Introduction: Convert a 1980s Video Camera Into a Real-Time Polarimetric Imager

About: David Prutchi received his Ph.D. in Engineering from Tel-Aviv University in 1994, and then conducted post-doctoral research at Washington University. His area of expertise is the development of active implan…

Polarimetric imaging offers a path to develop game-changing applications across a wide range of fields – spanning all the way from environmental monitoring and medical diagnostics to security and antiterrorism applications. However, the very high cost of commercial polarimetric cameras has hampered research and development on polarimetric imaging. This paper presents detailed instructions for converting a surplus 1980s-era, 3-tube color camera into a real-time polarimetric imager. The camera used as the basis for this conversion is widely available in the surplus market for around $50. This trash-to-treasure Instructable will show you how to convert a camera that is suitable only as a prop into a useful scientific instrument, commercial versions of which would be worth many tens of thousands of dollars.

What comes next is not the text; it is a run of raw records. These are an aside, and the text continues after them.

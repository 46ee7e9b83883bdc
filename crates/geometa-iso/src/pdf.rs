//! Human-readable PDF rendition of a metadata record
//!
//! A4 pages set in the standard Helvetica faces, so no font is embedded.
//! Text is encoded as WinAnsi; characters outside it print as `?`.

use geometa_core::models::{ArtifactKind, MetadataRecord};
use geometa_core::profile::format_number;
use geometa_core::{MetadataError, Result};
use lopdf::content::{Content, Operation};
use lopdf::{dictionary, Document, Object, ObjectId, Stream, StringFormat};

const PAGE_WIDTH: i64 = 595;
const PAGE_HEIGHT: i64 = 842;
const MARGIN: f64 = 56.0;

/// Characters per body line at 10pt
const WRAP_COLUMNS: usize = 92;

const PRODUCER: &str = concat!("geometa ", env!("CARGO_PKG_VERSION"));

#[derive(Debug, Clone, Copy, PartialEq, Eq)]
enum Face {
    Regular,
    Bold,
}

impl Face {
    fn resource(&self) -> &'static str {
        match self {
            Face::Regular => "F1",
            Face::Bold => "F2",
        }
    }
}

#[derive(Debug, Clone, PartialEq)]
struct Line {
    face: Face,
    size: f64,
    text: String,
    /// Extra space above the line
    gap: f64,
}

impl Line {
    fn leading(&self) -> f64 {
        self.size * 1.4 + self.gap
    }
}

/// Render the record as a PDF document
pub fn write_record(record: &MetadataRecord) -> Result<Vec<u8>> {
    let lines = layout(record);
    let pages = paginate(&lines);

    let mut doc = Document::with_version("1.5");
    let pages_id = doc.new_object_id();

    let regular_id = doc.add_object(font("Helvetica"));
    let bold_id = doc.add_object(font("Helvetica-Bold"));
    let resources_id = doc.add_object(dictionary! {
        "Font" => dictionary! {
            Face::Regular.resource() => regular_id,
            Face::Bold.resource() => bold_id,
        },
    });

    let mut kids: Vec<ObjectId> = Vec::with_capacity(pages.len());
    for page in &pages {
        let content = Content { operations: page_operations(page) };
        let encoded = content.encode().map_err(pdf_error)?;
        let content_id = doc.add_object(Stream::new(dictionary! {}, encoded));
        kids.push(doc.add_object(dictionary! {
            "Type" => "Page",
            "Parent" => pages_id,
            "Contents" => content_id,
        }));
    }

    let page_count = kids.len() as i64;
    doc.objects.insert(
        pages_id,
        Object::Dictionary(dictionary! {
            "Type" => "Pages",
            "Kids" => kids.into_iter().map(Object::Reference).collect::<Vec<Object>>(),
            "Count" => Object::Integer(page_count),
            "Resources" => resources_id,
            "MediaBox" => vec![
                Object::Integer(0),
                Object::Integer(0),
                Object::Integer(PAGE_WIDTH),
                Object::Integer(PAGE_HEIGHT),
            ],
        }),
    );

    let catalog_id = doc.add_object(dictionary! {
        "Type" => "Catalog",
        "Pages" => pages_id,
    });
    let info_id = doc.add_object(dictionary! {
        "Title" => Object::String(win_ansi(&record.identification.title), StringFormat::Literal),
        "Author" => Object::String(win_ansi(&record.contact.organisation_name), StringFormat::Literal),
        "Producer" => Object::string_literal(PRODUCER),
        "CreationDate" => Object::string_literal(
            record.date_stamp.format("D:%Y%m%d%H%M%SZ").to_string(),
        ),
    });
    doc.trailer.set("Root", catalog_id);
    doc.trailer.set("Info", info_id);
    doc.compress();

    let mut bytes = Vec::new();
    doc.save_to(&mut bytes).map_err(pdf_error)?;
    Ok(bytes)
}

fn pdf_error(err: impl std::fmt::Display) -> MetadataError {
    MetadataError::export(ArtifactKind::Pdf, err)
}

fn font(base: &str) -> lopdf::Dictionary {
    dictionary! {
        "Type" => "Font",
        "Subtype" => "Type1",
        "BaseFont" => Object::Name(base.as_bytes().to_vec()),
        "Encoding" => "WinAnsiEncoding",
    }
}

fn page_operations(lines: &[Line]) -> Vec<Operation> {
    let mut ops = vec![Operation::new("BT", vec![])];
    let mut y = PAGE_HEIGHT as f64 - MARGIN;

    for line in lines {
        y -= line.leading();
        ops.push(Operation::new(
            "Tf",
            vec![Object::Name(line.face.resource().as_bytes().to_vec()), Object::Real(line.size as f32)],
        ));
        // Absolute positioning through the text matrix
        ops.push(Operation::new(
            "Tm",
            vec![
                Object::Integer(1),
                Object::Integer(0),
                Object::Integer(0),
                Object::Integer(1),
                Object::Real(MARGIN as f32),
                Object::Real(y as f32),
            ],
        ));
        ops.push(Operation::new(
            "Tj",
            vec![Object::String(win_ansi(&line.text), StringFormat::Literal)],
        ));
    }

    ops.push(Operation::new("ET", vec![]));
    ops
}

fn paginate(lines: &[Line]) -> Vec<Vec<Line>> {
    let usable = PAGE_HEIGHT as f64 - 2.0 * MARGIN;
    let mut pages: Vec<Vec<Line>> = vec![Vec::new()];
    let mut used = 0.0;

    for line in lines {
        let mut line = line.clone();
        if used + line.leading() > usable {
            pages.push(Vec::new());
            used = 0.0;
            line.gap = 0.0;
        }
        used += line.leading();
        if let Some(page) = pages.last_mut() {
            page.push(line);
        }
    }

    pages
}

/// Builds the line list section by section
#[derive(Default)]
struct Layout {
    lines: Vec<Line>,
}

impl Layout {
    fn title(&mut self, text: &str) {
        for (i, part) in wrap(text, 56).into_iter().enumerate() {
            self.lines.push(Line { face: Face::Bold, size: 16.0, text: part, gap: if i == 0 { 0.0 } else { 2.0 } });
        }
    }

    fn heading(&mut self, text: &str) {
        self.lines.push(Line { face: Face::Bold, size: 12.0, text: text.to_string(), gap: 10.0 });
    }

    fn paragraph(&mut self, text: &str) {
        for part in wrap(text, WRAP_COLUMNS) {
            self.lines.push(Line { face: Face::Regular, size: 10.0, text: part, gap: 0.0 });
        }
    }

    fn field(&mut self, label: &str, value: &str) {
        self.paragraph(&format!("{}: {}", label, value));
    }

    fn opt_field(&mut self, label: &str, value: Option<&str>) {
        if let Some(value) = value {
            self.field(label, value);
        }
    }
}

fn layout(record: &MetadataRecord) -> Vec<Line> {
    let id = &record.identification;
    let grid = &record.grid;
    let mut l = Layout::default();

    l.title(&id.title);

    l.heading("Identification");
    l.paragraph(&id.abstract_text);
    l.opt_field("Purpose", id.purpose.as_deref());
    l.field("File identifier", &record.file_identifier.to_string());
    if let Some(date) = id.citation_date {
        l.field("Revision date", &date.format("%Y-%m-%d").to_string());
    }
    if !id.topic_categories.is_empty() {
        l.field("Topic categories", &id.topic_categories.join(", "));
    }
    if let Some(graphic) = &id.browse_graphic {
        l.field("Browse graphic", &graphic.file_name);
    }

    if !id.keywords.is_empty() {
        l.heading("Keywords");
        for group in &id.keywords {
            let keywords = group.keywords.join(", ");
            match &group.thesaurus {
                Some(thesaurus) => l.field(&thesaurus.title, &keywords),
                None => l.field(group.keyword_type.code(), &keywords),
            }
        }
    }

    l.heading("Spatial reference and extent");
    l.field("Reference system", &record.reference_system.identifier());
    l.paragraph(&id.extent.description);
    if let Some(bbox) = &id.extent.geographic {
        l.field(
            "Geographic bounding box",
            &format!(
                "W {} E {} S {} N {}",
                format_number(bbox.west),
                format_number(bbox.east),
                format_number(bbox.south),
                format_number(bbox.north)
            ),
        );
    }
    if let Some(range) = &id.extent.vertical {
        l.field(
            "Elevation range",
            &format!("{} to {}", format_number(range.min), format_number(range.max)),
        );
    }

    l.heading("Grid");
    l.field("Columns x rows", &format!("{} x {}", grid.columns, grid.rows));
    l.field(
        "Cell size",
        &format!("{} x {} {}", format_number(grid.cell_size_x), format_number(grid.cell_size_y), grid.unit),
    );
    l.field("Cell geometry", grid.cell_geometry.code());
    l.field(
        "Bands",
        &format!("{} ({})", record.content.band_count, record.content.sample_format),
    );
    if let Some(range) = &record.content.value_range {
        l.field(
            "Value range",
            &format!("{} to {}", format_number(range.min), format_number(range.max)),
        );
    }
    l.field(
        "Format",
        &format!(
            "{} ({} MB)",
            record.distribution.format_name,
            format_number(record.distribution.transfer_size_mb)
        ),
    );

    let contact = &id.point_of_contact;
    l.heading("Contact");
    l.field("Organisation", &contact.organisation_name);
    l.opt_field("Name", contact.individual_name.as_deref());
    l.opt_field("Position", contact.position_name.as_deref());
    l.opt_field("Email", contact.email.as_deref());
    l.opt_field("Phone", contact.phone.as_deref());
    let address: Vec<&str> = [&contact.address, &contact.postal_code, &contact.city, &contact.country]
        .into_iter()
        .filter_map(|part| part.as_deref())
        .collect();
    if !address.is_empty() {
        l.field("Address", &address.join(", "));
    }
    l.opt_field("Website", contact.website.as_deref());

    if id.use_limitation.is_some() || id.access_constraints.is_some() {
        l.heading("Constraints");
        l.opt_field("Use limitation", id.use_limitation.as_deref());
        l.opt_field("Access constraints", id.access_constraints.as_deref());
    }

    l.heading("Lineage");
    l.paragraph(&record.lineage);

    l.heading("Metadata");
    l.field(
        "Standard",
        &format!("{} {}", record.metadata_standard_name, record.metadata_standard_version),
    );
    l.field("Language", &record.language);
    l.field("Date stamp", &record.date_stamp.format("%Y-%m-%d %H:%M:%S UTC").to_string());

    l.lines
}

/// Greedy word wrap; words longer than a line are split
fn wrap(text: &str, columns: usize) -> Vec<String> {
    let mut lines = Vec::new();

    for paragraph in text.lines() {
        let mut current = String::new();
        for word in paragraph.split_whitespace() {
            let mut word: Vec<char> = word.chars().collect();
            while word.len() > columns {
                if !current.is_empty() {
                    lines.push(std::mem::take(&mut current));
                }
                lines.push(word.drain(..columns).collect());
            }
            let word: String = word.into_iter().collect();
            if word.is_empty() {
                continue;
            }

            let needed = current.chars().count() + usize::from(!current.is_empty()) + word.chars().count();
            if needed > columns && !current.is_empty() {
                lines.push(std::mem::take(&mut current));
            }
            if !current.is_empty() {
                current.push(' ');
            }
            current.push_str(&word);
        }
        if !current.is_empty() {
            lines.push(current);
        }
    }

    lines
}

/// Encode text for a WinAnsiEncoding font
fn win_ansi(text: &str) -> Vec<u8> {
    text.chars()
        .map(|c| match c {
            '\u{20}'..='\u{7e}' | '\u{a0}'..='\u{ff}' => c as u8,
            '€' => 0x80,
            '…' => 0x85,
            '‘' => 0x91,
            '’' => 0x92,
            '“' => 0x93,
            '”' => 0x94,
            '•' => 0x95,
            '–' => 0x96,
            '—' => 0x97,
            _ => b'?',
        })
        .collect()
}

#[cfg(test)]
mod tests {
    use super::*;

    #[test]
    fn test_wrap_respects_columns() {
        let text = "Interpolated from classified ground points and resampled to a regular grid.";
        let lines = wrap(text, 20);

        assert!(lines.iter().all(|l| l.chars().count() <= 20));
        assert_eq!(lines.join(" "), text);
    }

    #[test]
    fn test_wrap_splits_long_words_and_keeps_paragraphs() {
        let lines = wrap("abcdefghij\nxy", 4);
        assert_eq!(lines, vec!["abcd", "efgh", "ij", "xy"]);
        assert!(wrap("", 10).is_empty());
    }

    #[test]
    fn test_win_ansi() {
        assert_eq!(win_ansi("Cartografía"), b"Cartograf\xeda".to_vec());
        assert_eq!(win_ansi("5 € – ok"), b"5 \x80 \x96 ok".to_vec());
        assert_eq!(win_ansi("測量"), b"??".to_vec());
    }

    #[test]
    fn test_paginate_breaks_pages() {
        let line = Line { face: Face::Regular, size: 10.0, text: "x".to_string(), gap: 0.0 };
        let lines = vec![line; 200];
        let pages = paginate(&lines);

        assert!(pages.len() > 1);
        assert_eq!(pages.iter().map(Vec::len).sum::<usize>(), 200);
        let usable = PAGE_HEIGHT as f64 - 2.0 * MARGIN;
        for page in &pages {
            assert!(page.iter().map(Line::leading).sum::<f64>() <= usable);
        }
    }
}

You’ll need the following items to perform this conversion:

  • Working surplus JVC KY-1900 camera (models KY-2000 and KY-2700 seem similar to the KY-1900 and may also be suitable)
  • Ø25.4mm wideband 70T/30R beamsplitter (e.g. Thorlabs BSS10)
  • Ø25.4mm wideband 50/50 beamsplitter (e.g. Thorlabs BSW10)
  • 3D-printed beamsplitter adapter rings
  • Sheet of polarizing plastic (e.g. Edmund Optics 86-188)

Step 1: Understanding Polarimetric Imaging

A light wave is characterized by its wavelength, which we perceive as a district color; its amplitude, which we perceive as an intensity level; and the angle at which it oscillates with respect to a reference axis. This last parameter is called the wave’s “Angle of Polarization”, and is a characteristic of light that unaided human eyes cannot distinguish. However, the polarization of light carries interesting information about our visual environment, and some animals are able to perceive it and rely critically on this sense for navigation and survival.

A detailed, and easy-to-understand description of polarimetric imaging and its applications is available in my whitepaper on the DOLPi polarimetric cameras available at:

http://www.diyphysics.com/wp-content/uploads/2015/10/DOLPi_Polarimetric_Camera_D_Prutchi_2015_v5.pdf and its presentation on YouTube at: https://www.youtube.com/watch?v=A7bXkp8SWCA

Step 2: Buying and Aligning the Camera

The KY-1900 was introduced as a professional-grade color camera in the late 70’s. It was one of the few models to be produced with a plastic orange body, making it very distinctive, and a mark of high-end professionalism for camera crews. Back in 1982, this camera retailed for around $9,000.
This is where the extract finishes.